The later Yaqut al-Hamawi (thirteenth century) goes into yet more detail, noting two alternate names, the "Arabized" form `Akburah and Buzurj-Sabur بزرج سابور, after the Persian name Vuzurg-Shapur mentioned above, calling it:

بليدة من نواحي دُجيل قرب صريفين وأوَانا بينها وبين بغداد عشرة فراسخ، والنسبة إليها عكبري وعكبراوي، منها شيخنا إمام عصره محب الدين أبو البقاء عبد اللهَ بن الحسين النحوي العكبري مات في ربيع الأول سنة 616، وقرىء على سارية بجامع عكبرا:

 a little town in the area of Dujayl near Sarifin and Awana, 10 parasangs from Baghdad; its natives are called Ukbari or Ukbarawi, and include our Sheikh the Imam of his time, Muhibb ud-Din Abul-Baqa Abdallah ibn al-Husayn an-Nahwi al-Ukbari, who died in Rabi I, 616 AH.

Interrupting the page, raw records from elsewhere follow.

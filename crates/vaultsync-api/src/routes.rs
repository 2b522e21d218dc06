use std::sync::Arc;

use axum::extract::{Path, Request, State};
use axum::http::HeaderMap;
use axum::middleware::{self, Next};
use axum::response::Response;
use axum::routing::{get, post, put};
use axum::{Extension, Json, Router};
use chrono::Utc;
use serde::{Deserialize, Serialize};
use tower_http::cors::{Any, CorsLayer};
use tower_http::trace::TraceLayer;
use vaultsync_core::commit::CommitEntry;
use vaultsync_core::manifest::validate_identifier;
use vaultsync_core::LocalFile;

use crate::config::AppConfig;
use crate::error::AppError;
use crate::rate_limit::{EndpointRateLimiter, ProtectedEndpoint, RateLimitMetricsSnapshot};
use crate::storage::R2PresignService;
use crate::store::{CommitOutcome, DeviceRecord, ManifestStore};
use crate::sync::{DiffResponse, SyncService};

pub const DEVICE_ID_HEADER: &str = "x-device-id";

#[derive(Clone)]
pub struct AppState {
    pub config: Arc<AppConfig>,
    sync: Arc<SyncService>,
    endpoint_rate_limiter: Arc<EndpointRateLimiter>,
}

/// Device making the request, taken from the `x-device-id` header
#[derive(Debug, Clone)]
pub struct DeviceId(pub String);

impl AppState {
    pub fn from_config(config: Arc<AppConfig>) -> Self {
        let presigner = R2PresignService::from_config(&config).map(Arc::new);
        if presigner.is_none() {
            tracing::warn!("R2 is not configured; diffs that need transfers will fail with 503");
        }
        let sync = SyncService::new(
            ManifestStore::new(),
            presigner,
            config.quota,
            config.default_device_name.clone(),
        );
        Self {
            sync: Arc::new(sync),
            endpoint_rate_limiter: Arc::new(EndpointRateLimiter::from_config(config.as_ref())),
            config,
        }
    }
}

pub fn app_router(state: AppState) -> Router {
    let sync_routes = Router::new()
        .route("/vaults/{vault_id}/sync/diff", post(sync_diff))
        .route("/vaults/{vault_id}/sync/commit", post(sync_commit))
        .route_layer(middleware::from_fn(require_device));
    let v1_routes = Router::new()
        .route("/vaults/{vault_id}/devices/{device_id}", put(register_device))
        .merge(sync_routes);

    Router::new()
        .route("/healthz", get(healthz))
        .nest("/v1", v1_routes)
        .layer(TraceLayer::new_for_http())
        .layer(
            CorsLayer::new()
                .allow_origin(Any)
                .allow_headers(Any)
                .allow_methods(Any),
        )
        .with_state(state)
}

#[derive(Debug, Serialize)]
#[serde(rename_all = "camelCase")]
struct HealthResponse {
    status: &'static str,
    timestamp: i64,
    rate_limit: RateLimitMetricsSnapshot,
}

async fn healthz(State(state): State<AppState>) -> Json<HealthResponse> {
    Json(HealthResponse {
        status: "ok",
        timestamp: Utc::now().timestamp(),
        rate_limit: state.endpoint_rate_limiter.metrics_snapshot(),
    })
}

async fn require_device(mut request: Request, next: Next) -> Result<Response, AppError> {
    let device_id = extract_device_id(request.headers())?;
    request.extensions_mut().insert(DeviceId(device_id));
    Ok(next.run(request).await)
}

fn extract_device_id(headers: &HeaderMap) -> Result<String, AppError> {
    let value = headers
        .get(DEVICE_ID_HEADER)
        .ok_or_else(|| AppError::bad_request("Missing x-device-id header"))?
        .to_str()
        .map_err(|_| AppError::bad_request("x-device-id header must be ASCII"))?
        .trim();
    validate_identifier("device id", value)?;
    Ok(value.to_string())
}

#[derive(Debug, Deserialize)]
struct RegisterDeviceRequest {
    name: String,
}

async fn register_device(
    State(state): State<AppState>,
    Path((vault_id, device_id)): Path<(String, String)>,
    Json(request): Json<RegisterDeviceRequest>,
) -> Result<Json<DeviceRecord>, AppError> {
    validate_identifier("vault id", &vault_id)?;
    validate_identifier("device id", &device_id)?;
    let name = request.name.trim();
    if name.is_empty() {
        return Err(AppError::bad_request("device name is required"));
    }

    let record = state
        .sync
        .store()
        .register_device(&vault_id, &device_id, name.to_string())
        .await;
    tracing::info!(vault = %vault_id, device = %device_id, "Registered device");
    Ok(Json(record))
}

#[derive(Debug, Deserialize)]
struct DiffRequest {
    files: Vec<LocalFile>,
}

async fn sync_diff(
    State(state): State<AppState>,
    Extension(DeviceId(device_id)): Extension<DeviceId>,
    Path(vault_id): Path<String>,
    Json(request): Json<DiffRequest>,
) -> Result<Json<DiffResponse>, AppError> {
    state
        .endpoint_rate_limiter
        .check(ProtectedEndpoint::SyncDiff, &device_id)
        .await?;

    let response = state.sync.diff(&vault_id, &device_id, &request.files).await?;
    Ok(Json(response))
}

#[derive(Debug, Deserialize)]
struct CommitRequest {
    files: Vec<CommitEntry>,
}

async fn sync_commit(
    State(state): State<AppState>,
    Extension(DeviceId(device_id)): Extension<DeviceId>,
    Path(vault_id): Path<String>,
    Json(request): Json<CommitRequest>,
) -> Result<Json<CommitOutcome>, AppError> {
    state
        .endpoint_rate_limiter
        .check(ProtectedEndpoint::SyncCommit, &device_id)
        .await?;

    let outcome = state
        .sync
        .commit(&vault_id, &device_id, &request.files)
        .await?;
    Ok(Json(outcome))
}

and quotes two brief epigrams about the town.

The biographical dictionary of Ibn Khallikan (thirteenth century) calls it:

وهي بليدة على دجلة فوق بغداد بعشرة فراسخ خرج منها جماعة من العلماء وغيرهم
 a little town on the Tigris, 10 parasangs above Baghdad, from which a group of learned men and their like have emerged.

==See also==
- Uqbar

==Sources==
- adh-Dhahabi, al-Ibar fi Khabar min al-Ghabar, al-Waraq edition, p. 193.
- al-Muqaddasi, Ahsan ut-Taqasim fi Ma`rifati l-'Aqalim, Al-Waraq edition, p. 42.
- Benjamin of Tudela, The Itinerary of Benjamin of Tudela, translated by Macus Nathan Adler, London 1907, p. 35.
- Ibn Khallikan, Wafayat ul-'A`yan, Al-Waraq edition, p. 351.
- Ibn Khordadhbeh, al-Masalik wal-Mamalik, Al-Waraq edition, pp. 14, 21, 56, 61.
- Kohler, Kaufmann and Samuel Poznanski, Jewish Encyclopedia article on Ishmael of Akbara
- W. Schott, "Ocbara" and "Ocbari", in ed. Johann Samuel Ersch, Johann Gottfried Gruber, Allgemeine Encyclopädie der Wissenschaften und Künste, Leipzig 1818.
- Singer, Isidore and Broydé, Isaac, Jewish Encyclopedia article on "Meshwi al-‘Ukbari"
- — the Jewish Encyclopedia article "Okbara and Okbarites" is simply a cross reference to their article "Meshwi al-‘Ukbari".
- Yaqut al-Hamawi, Mu'jam al-Buldan, Al-Waraq edition, p. 1243
- ed. Ehsan Yarshater, The Cambridge History of Iran, vol. 3(2): The Seleucid, Parthian, and Sasanian Periods, NY: Cambridge UP, 1983, pp. 757–760.